(ABOUT THIS EXERCISE) Exactly as given, repeat all of the entries.

[SUPPLIED MATERIAL Boundary: Start]

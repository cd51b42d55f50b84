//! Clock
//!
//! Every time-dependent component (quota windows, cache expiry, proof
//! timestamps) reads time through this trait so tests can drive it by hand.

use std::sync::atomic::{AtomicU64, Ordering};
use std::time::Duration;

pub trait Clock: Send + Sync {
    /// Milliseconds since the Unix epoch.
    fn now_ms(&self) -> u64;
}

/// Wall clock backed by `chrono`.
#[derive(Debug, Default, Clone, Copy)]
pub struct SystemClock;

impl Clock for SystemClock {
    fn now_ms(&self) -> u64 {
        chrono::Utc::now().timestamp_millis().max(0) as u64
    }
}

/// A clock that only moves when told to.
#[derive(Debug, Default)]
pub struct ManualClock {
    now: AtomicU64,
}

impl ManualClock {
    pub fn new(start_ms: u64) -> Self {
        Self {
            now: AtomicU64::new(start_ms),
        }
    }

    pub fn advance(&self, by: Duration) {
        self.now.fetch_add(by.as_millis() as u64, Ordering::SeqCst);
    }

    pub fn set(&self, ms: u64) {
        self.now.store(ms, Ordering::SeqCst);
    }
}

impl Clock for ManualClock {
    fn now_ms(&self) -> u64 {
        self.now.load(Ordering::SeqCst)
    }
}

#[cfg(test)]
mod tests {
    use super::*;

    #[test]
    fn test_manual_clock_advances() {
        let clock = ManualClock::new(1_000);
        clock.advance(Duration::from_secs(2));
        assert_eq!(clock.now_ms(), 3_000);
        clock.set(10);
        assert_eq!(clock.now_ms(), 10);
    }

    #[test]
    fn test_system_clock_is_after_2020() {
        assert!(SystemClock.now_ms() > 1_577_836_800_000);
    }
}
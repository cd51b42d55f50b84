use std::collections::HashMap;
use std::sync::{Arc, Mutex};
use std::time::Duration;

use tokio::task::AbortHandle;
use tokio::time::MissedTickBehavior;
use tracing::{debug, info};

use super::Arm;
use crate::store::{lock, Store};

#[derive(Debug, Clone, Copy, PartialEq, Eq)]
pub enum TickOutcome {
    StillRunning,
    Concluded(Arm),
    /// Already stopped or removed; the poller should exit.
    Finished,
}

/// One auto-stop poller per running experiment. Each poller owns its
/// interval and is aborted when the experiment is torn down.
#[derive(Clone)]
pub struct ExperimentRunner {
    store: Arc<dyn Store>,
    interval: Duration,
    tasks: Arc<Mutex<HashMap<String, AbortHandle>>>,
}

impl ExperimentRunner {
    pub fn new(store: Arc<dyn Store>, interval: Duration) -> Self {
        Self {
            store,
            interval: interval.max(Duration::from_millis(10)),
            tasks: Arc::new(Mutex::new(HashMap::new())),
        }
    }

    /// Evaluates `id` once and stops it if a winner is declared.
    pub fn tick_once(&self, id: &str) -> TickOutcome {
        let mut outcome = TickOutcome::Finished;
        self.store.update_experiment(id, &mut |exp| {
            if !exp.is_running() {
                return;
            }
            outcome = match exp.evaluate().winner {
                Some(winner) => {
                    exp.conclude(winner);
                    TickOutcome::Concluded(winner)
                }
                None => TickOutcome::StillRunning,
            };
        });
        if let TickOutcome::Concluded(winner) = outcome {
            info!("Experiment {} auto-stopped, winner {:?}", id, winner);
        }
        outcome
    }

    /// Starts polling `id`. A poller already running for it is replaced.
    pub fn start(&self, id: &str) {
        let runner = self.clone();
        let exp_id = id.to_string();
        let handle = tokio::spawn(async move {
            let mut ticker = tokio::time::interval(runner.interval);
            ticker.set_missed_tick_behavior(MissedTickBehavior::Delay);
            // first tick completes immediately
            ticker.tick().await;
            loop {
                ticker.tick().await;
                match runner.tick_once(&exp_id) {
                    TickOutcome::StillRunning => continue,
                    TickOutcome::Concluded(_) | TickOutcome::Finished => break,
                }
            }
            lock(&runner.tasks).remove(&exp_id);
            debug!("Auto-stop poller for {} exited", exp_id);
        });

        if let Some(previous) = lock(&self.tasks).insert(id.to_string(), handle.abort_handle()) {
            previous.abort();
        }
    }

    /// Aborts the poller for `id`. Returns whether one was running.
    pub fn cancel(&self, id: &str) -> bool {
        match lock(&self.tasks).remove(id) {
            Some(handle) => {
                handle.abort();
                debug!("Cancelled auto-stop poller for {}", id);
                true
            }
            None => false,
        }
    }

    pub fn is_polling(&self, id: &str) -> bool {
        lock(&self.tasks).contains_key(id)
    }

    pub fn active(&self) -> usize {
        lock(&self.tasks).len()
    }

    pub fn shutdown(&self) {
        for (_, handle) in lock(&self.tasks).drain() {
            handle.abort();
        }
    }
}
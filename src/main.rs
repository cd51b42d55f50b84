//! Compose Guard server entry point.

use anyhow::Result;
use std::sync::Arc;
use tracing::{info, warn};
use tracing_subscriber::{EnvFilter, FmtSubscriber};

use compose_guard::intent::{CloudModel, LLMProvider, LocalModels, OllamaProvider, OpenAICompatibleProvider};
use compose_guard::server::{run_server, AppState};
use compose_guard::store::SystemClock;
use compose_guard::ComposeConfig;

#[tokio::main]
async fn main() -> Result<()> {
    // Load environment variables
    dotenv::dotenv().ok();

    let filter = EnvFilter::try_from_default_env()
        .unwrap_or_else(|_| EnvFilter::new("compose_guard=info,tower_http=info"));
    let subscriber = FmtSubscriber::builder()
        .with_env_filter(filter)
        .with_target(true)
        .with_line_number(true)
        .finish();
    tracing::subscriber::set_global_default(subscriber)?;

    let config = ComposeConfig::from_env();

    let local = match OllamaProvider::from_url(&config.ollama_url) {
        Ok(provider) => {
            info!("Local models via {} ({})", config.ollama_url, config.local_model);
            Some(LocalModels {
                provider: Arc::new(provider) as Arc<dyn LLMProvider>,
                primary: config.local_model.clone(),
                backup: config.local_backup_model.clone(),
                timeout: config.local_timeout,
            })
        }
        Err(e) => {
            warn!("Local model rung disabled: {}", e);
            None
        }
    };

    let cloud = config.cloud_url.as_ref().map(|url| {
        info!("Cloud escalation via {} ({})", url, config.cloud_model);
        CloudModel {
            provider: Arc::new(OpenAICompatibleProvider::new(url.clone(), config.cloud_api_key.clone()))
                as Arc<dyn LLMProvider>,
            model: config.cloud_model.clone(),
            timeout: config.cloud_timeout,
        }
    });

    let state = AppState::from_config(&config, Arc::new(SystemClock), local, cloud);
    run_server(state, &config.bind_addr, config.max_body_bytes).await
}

[SUPPLIED MATERIAL Boundary: End]

(EXPECTED ANSWER)
repository cd51b42d55f50b84
//! Clock
//!
//! Every time-dependent component (quota windows, cache expiry, proof
//! timestamps) reads time through this trait so tests can drive it by hand.

use std::sync::atomic::{AtomicU64, Ordering};
use std::time::Duration;

pub trait Clock: Send + Sync {
    /// Milliseconds since the Unix epoch.
    fn now_ms(&self) -> u64;
}

/// Wall clock backed by `chrono`.
#[derive(Debug, Default, Clone, Copy)]
pub struct SystemClock;

impl Clock for SystemClock {
    fn now_ms(&self) -> u64 {
        chrono::Utc::now().timestamp_millis().max(0) as u64
    }
}

/// A clock that only moves when told to.
#[derive(Debug, Default)]
pub struct ManualClock {
    now: AtomicU64,
}

impl ManualClock {
    pub fn new(start_ms: u64) -> Self {
        Self {
            now: AtomicU64::new(start_ms),
        }
    }

    pub fn advance(&self, by: Duration) {
        self.now.fetch_add(by.as_millis() as u64, Ordering::SeqCst);
    }

    pub fn set(&self, ms: u64) {
        self.now.store(ms, Ordering::SeqCst);
    }
}

impl Clock for ManualClock {
    fn now_ms(&self) -> u64 {
        self.now.load(Ordering::SeqCst)
    }
}

#[cfg(test)]
mod tests {
    use super::*;

    #[test]
    fn test_manual_clock_advances() {
        let clock = ManualClock::new(1_000);
        clock.advance(Duration::from_secs(2));
        assert_eq!(clock.now_ms(), 3_000);
        clock.set(10);
        assert_eq!(clock.now_ms(), 10);
    }

    #[test]
    fn test_system_clock_is_after_2020() {
        assert!(SystemClock.now_ms() > 1_577_836_800_000);
    }
}
repository cd51b42d55f50b84
use std::collections::HashMap;
use std::sync::{Arc, Mutex};
use std::time::Duration;

use tokio::task::AbortHandle;
use tokio::time::MissedTickBehavior;
use tracing::{debug, info};

use super::Arm;
use crate::store::{lock, Store};

#[derive(Debug, Clone, Copy, PartialEq, Eq)]
pub enum TickOutcome {
    StillRunning,
    Concluded(Arm),
    /// Already stopped or removed; the poller should exit.
    Finished,
}

/// One auto-stop poller per running experiment. Each poller owns its
/// interval and is aborted when the experiment is torn down.
#[derive(Clone)]
pub struct ExperimentRunner {
    store: Arc<dyn Store>,
    interval: Duration,
    tasks: Arc<Mutex<HashMap<String, AbortHandle>>>,
}

impl ExperimentRunner {
    pub fn new(store: Arc<dyn Store>, interval: Duration) -> Self {
        Self {
            store,
            interval: interval.max(Duration::from_millis(10)),
            tasks: Arc::new(Mutex::new(HashMap::new())),
        }
    }

    /// Evaluates `id` once and stops it if a winner is declared.
    pub fn tick_once(&self, id: &str) -> TickOutcome {
        let mut outcome = TickOutcome::Finished;
        self.store.update_experiment(id, &mut |exp| {
            if !exp.is_running() {
                return;
            }
            outcome = match exp.evaluate().winner {
                Some(winner) => {
                    exp.conclude(winner);
                    TickOutcome::Concluded(winner)
                }
                None => TickOutcome::StillRunning,
            };
        });
        if let TickOutcome::Concluded(winner) = outcome {
            info!("Experiment {} auto-stopped, winner {:?}", id, winner);
        }
        outcome
    }

    /// Starts polling `id`. A poller already running for it is replaced.
    pub fn start(&self, id: &str) {
        let runner = self.clone();
        let exp_id = id.to_string();
        let handle = tokio::spawn(async move {
            let mut ticker = tokio::time::interval(runner.interval);
            ticker.set_missed_tick_behavior(MissedTickBehavior::Delay);
            // first tick completes immediately
            ticker.tick().await;
            loop {
                ticker.tick().await;
                match runner.tick_once(&exp_id) {
                    TickOutcome::StillRunning => continue,
                    TickOutcome::Concluded(_) | TickOutcome::Finished => break,
                }
            }
            lock(&runner.tasks).remove(&exp_id);
            debug!("Auto-stop poller for {} exited", exp_id);
        });

        if let Some(previous) = lock(&self.tasks).insert(id.to_string(), handle.abort_handle()) {
            previous.abort();
        }
    }

    /// Aborts the poller for `id`. Returns whether one was running.
    pub fn cancel(&self, id: &str) -> bool {
        match lock(&self.tasks).remove(id) {
            Some(handle) => {
                handle.abort();
                debug!("Cancelled auto-stop poller for {}", id);
                true
            }
            None => false,
        }
    }

    pub fn is_polling(&self, id: &str) -> bool {
        lock(&self.tasks).contains_key(id)
    }

    pub fn active(&self) -> usize {
        lock(&self.tasks).len()
    }

    pub fn shutdown(&self) {
        for (_, handle) in lock(&self.tasks).drain() {
            handle.abort();
        }
    }
}
filename src/main.rs
repository cd51b42d55f50b84
//! Compose Guard server entry point.

use anyhow::Result;
use std::sync::Arc;
use tracing::{info, warn};
use tracing_subscriber::{EnvFilter, FmtSubscriber};

use compose_guard::intent::{CloudModel, LLMProvider, LocalModels, OllamaProvider, OpenAICompatibleProvider};
use compose_guard::server::{run_server, AppState};
use compose_guard::store::SystemClock;
use compose_guard::ComposeConfig;

#[tokio::main]
async fn main() -> Result<()> {
    // Load environment variables
    dotenv::dotenv().ok();

    let filter = EnvFilter::try_from_default_env()
        .unwrap_or_else(|_| EnvFilter::new("compose_guard=info,tower_http=info"));
    let subscriber = FmtSubscriber::builder()
        .with_env_filter(filter)
        .with_target(true)
        .with_line_number(true)
        .finish();
    tracing::subscriber::set_global_default(subscriber)?;

    let config = ComposeConfig::from_env();

    let local = match OllamaProvider::from_url(&config.ollama_url) {
        Ok(provider) => {
            info!("Local models via {} ({})", config.ollama_url, config.local_model);
            Some(LocalModels {
                provider: Arc::new(provider) as Arc<dyn LLMProvider>,
                primary: config.local_model.clone(),
                backup: config.local_backup_model.clone(),
                timeout: config.local_timeout,
            })
        }
        Err(e) => {
            warn!("Local model rung disabled: {}", e);
            None
        }
    };

    let cloud = config.cloud_url.as_ref().map(|url| {
        info!("Cloud escalation via {} ({})", url, config.cloud_model);
        CloudModel {
            provider: Arc::new(OpenAICompatibleProvider::new(url.clone(), config.cloud_api_key.clone()))
                as Arc<dyn LLMProvider>,
            model: config.cloud_model.clone(),
            timeout: config.cloud_timeout,
        }
    });

    let state = AppState::from_config(&config, Arc::new(SystemClock), local, cloud);
    run_server(state, &config.bind_addr, config.max_body_bytes).await
}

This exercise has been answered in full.